Choose native plants that are adapted to your local climate and soil conditions. Native plants provide food and shelter for local wildlife and are generally low-maintenance.

1.  Native Plants

Create a variety of plants with different shapes, sizes, and flowering times. This diversity attracts a wider range of wildlife, including pollinators, birds, and insects.

2. Various Plantings

Include wildlife-attracting plants. Flowers that attract butterflies and bees, and shrubs that produce berries for birds. Monarch butterflies need milkweed.

3. Wildlife-Friendly Plants

Bird baths, ponds, and tiny water features supply wildlife with water.
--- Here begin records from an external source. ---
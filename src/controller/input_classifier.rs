//! Classification of raw evdev traffic into button transitions

use crate::controller::{
    Button, ButtonEvent, ButtonState, DeviceLayout, PadBinding, SourceError, TriggerBinding,
};
use evdev::{EventType, InputEvent, Key};
use std::collections::HashMap;
use tracing::debug;

/// The parts of a kernel input event the classifier looks at
#[derive(Clone, Copy, Debug, PartialEq, Eq)]
pub enum RawInput {
    Key { code: u16, value: i32 },
    Absolute { axis: u16, value: i32 },
    Relative { axis: u16, value: i32 },
    Sync,
    Other { kind: u16, code: u16 },
}

impl From<InputEvent> for RawInput {
    fn from(event: InputEvent) -> Self {
        let code = event.code();
        let value = event.value();
        match event.event_type() {
            EventType::KEY => RawInput::Key { code, value },
            EventType::ABSOLUTE => RawInput::Absolute { axis: code, value },
            EventType::RELATIVE => RawInput::Relative { axis: code, value },
            EventType::SYNCHRONIZATION => RawInput::Sync,
            other => RawInput::Other {
                kind: other.0,
                code,
            },
        }
    }
}

#[derive(Clone, Copy, Debug, PartialEq, Eq, Hash)]
pub enum PadDirection {
    North,
    East,
    South,
    West,
}

/// Direction of a pad displacement, `None` inside the deadzone
///
/// A displacement exactly on the deadzone radius counts as outside. When both
/// axes are equally displaced the vertical axis wins.
pub fn pad_direction(x: i32, y: i32, deadzone: i32) -> Option<PadDirection> {
    let square = |v: i32| {
        let v = u64::from(v.unsigned_abs());
        v * v
    };

    let (xx, yy) = (square(x), square(y));
    if xx + yy < square(deadzone) {
        return None;
    }

    if xx > yy {
        if x < 0 {
            Some(PadDirection::West)
        } else {
            Some(PadDirection::East)
        }
    } else if y < 0 {
        Some(PadDirection::South)
    } else {
        Some(PadDirection::North)
    }
}

/// Two-state view of an analog trigger
#[derive(Clone, Debug)]
pub struct AnalogTrigger {
    button: Button,
    max: i32,
    pulled: bool,
}

impl AnalogTrigger {
    pub fn new(binding: &TriggerBinding) -> Self {
        Self {
            button: binding.button,
            max: binding.max,
            pulled: false,
        }
    }

    /// Reports a transition only when the trigger reaches or leaves its maximum
    pub fn update(&mut self, value: i32) -> Option<ButtonEvent> {
        let pulled = value >= self.max;
        if pulled == self.pulled {
            return None;
        }

        self.pulled = pulled;
        if pulled {
            Some(ButtonEvent::down(self.button))
        } else {
            Some(ButtonEvent::up(self.button))
        }
    }
}

#[derive(Clone, Copy, Debug, PartialEq, Eq)]
enum PadAxis {
    X,
    Y,
}

/// A two-axis pad reporting four directional buttons
///
/// Axis values are buffered and classified once per sync frame, so a touch
/// that moves both axes at once is judged as one position. Directions visited
/// while the pad stays displaced are all held, so a slide across the pad forms
/// a chord. Returning inside the deadzone releases them.
#[derive(Clone, Debug)]
pub struct DirectionalPad {
    binding: PadBinding,
    x: i32,
    y: i32,
    // An axis moved since the last frame
    dirty: bool,
    held: Vec<PadDirection>,
}

impl DirectionalPad {
    pub fn new(binding: PadBinding) -> Self {
        Self {
            binding,
            x: 0,
            y: 0,
            dirty: false,
            held: Vec::new(),
        }
    }

    pub fn set_x(&mut self, value: i32) {
        self.x = value;
        self.dirty = true;
    }

    pub fn set_y(&mut self, value: i32) {
        self.y = value;
        self.dirty = true;
    }

    /// Transitions for the position at the end of a frame
    pub fn sync(&mut self) -> Vec<ButtonEvent> {
        if !std::mem::take(&mut self.dirty) {
            return Vec::new();
        }

        let binding = &self.binding;
        match pad_direction(self.x, self.y, binding.deadzone) {
            Some(direction) if self.held.contains(&direction) => Vec::new(),
            Some(direction) => {
                self.held.push(direction);
                vec![ButtonEvent::down(button_for(binding, direction))]
            }
            None => self
                .held
                .drain(..)
                .map(|direction| ButtonEvent::up(button_for(binding, direction)))
                .collect(),
        }
    }
}

fn button_for(binding: &PadBinding, direction: PadDirection) -> Button {
    match direction {
        PadDirection::North => binding.north,
        PadDirection::East => binding.east,
        PadDirection::South => binding.south,
        PadDirection::West => binding.west,
    }
}

/// Turns raw events of one device into button events using its layout
#[derive(Clone, Debug)]
pub struct InputClassifier {
    keys: HashMap<u16, Button>,
    triggers: HashMap<u16, AnalogTrigger>,
    pads: Vec<DirectionalPad>,
    pad_axes: HashMap<u16, (usize, PadAxis)>,
}

impl InputClassifier {
    pub fn new(layout: &DeviceLayout) -> Self {
        let keys = layout
            .buttons
            .iter()
            .map(|binding| (binding.key.code(), binding.button))
            .collect();

        let triggers = layout
            .triggers
            .iter()
            .map(|binding| (binding.axis.0, AnalogTrigger::new(binding)))
            .collect();

        let mut pads = Vec::new();
        let mut pad_axes = HashMap::new();
        for (index, binding) in layout.pads.iter().enumerate() {
            pad_axes.insert(binding.x_axis.0, (index, PadAxis::X));
            pad_axes.insert(binding.y_axis.0, (index, PadAxis::Y));
            pads.push(DirectionalPad::new(binding.clone()));
        }

        Self {
            keys,
            triggers,
            pads,
            pad_axes,
        }
    }

    /// Zero or more button events for one raw event
    pub fn classify(&mut self, raw: RawInput) -> Result<Vec<ButtonEvent>, SourceError> {
        match raw {
            RawInput::Key { code, value } => {
                let Some(button) = self.keys.get(&code).copied() else {
                    return Err(SourceError::UnboundInput(format!("{:?}", Key::new(code))));
                };
                match ButtonState::from_key_value(value) {
                    Some(state) => Ok(vec![ButtonEvent::new(button, state)]),
                    None => {
                        debug!("Ignoring key value {} for {}", value, button);
                        Ok(Vec::new())
                    }
                }
            }
            RawInput::Absolute { axis, value } => {
                if let Some(trigger) = self.triggers.get_mut(&axis) {
                    return Ok(trigger.update(value).into_iter().collect());
                }

                match self.pad_axes.get(&axis).copied() {
                    Some((index, PadAxis::X)) => self.pads[index].set_x(value),
                    Some((index, PadAxis::Y)) => self.pads[index].set_y(value),
                    None => debug!("Ignoring unbound axis {} = {}", axis, value),
                }
                Ok(Vec::new())
            }
            RawInput::Sync => Ok(self.pads.iter_mut().flat_map(DirectionalPad::sync).collect()),
            RawInput::Relative { .. } => Ok(Vec::new()),
            RawInput::Other { kind, code } => {
                debug!("Ignoring event type {} code {}", kind, code);
                Ok(Vec::new())
            }
        }
    }
}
Provide shallow regions for small animals and rocks for birds.

4. Sources of water

Pesticides and herbicides kill targeted and beneficial insects, so use them sparingly. Choose natural pest management and companion planting.

5. Avoid chemicals

Let portions of your garden go wild. Wildlife uses these sites for shelter and hiding. Leaf and log debris can benefit insects and tiny animals.

6. Depart Wild Areas

Use bird boxes, bat boxes, or insect hotels in your yard for nesting and resting. Shelter diversity is important because species have diverse preferences.

7. Provide shelter

Create a compost mound to recycle food and garden waste. This helps the environment and attracts decomposers, which are vital to the ecology.

8. Compost

Avoid overcleaning your garden. Leave plant waste and let grass grow taller to give habitat and food for insects and other small critters.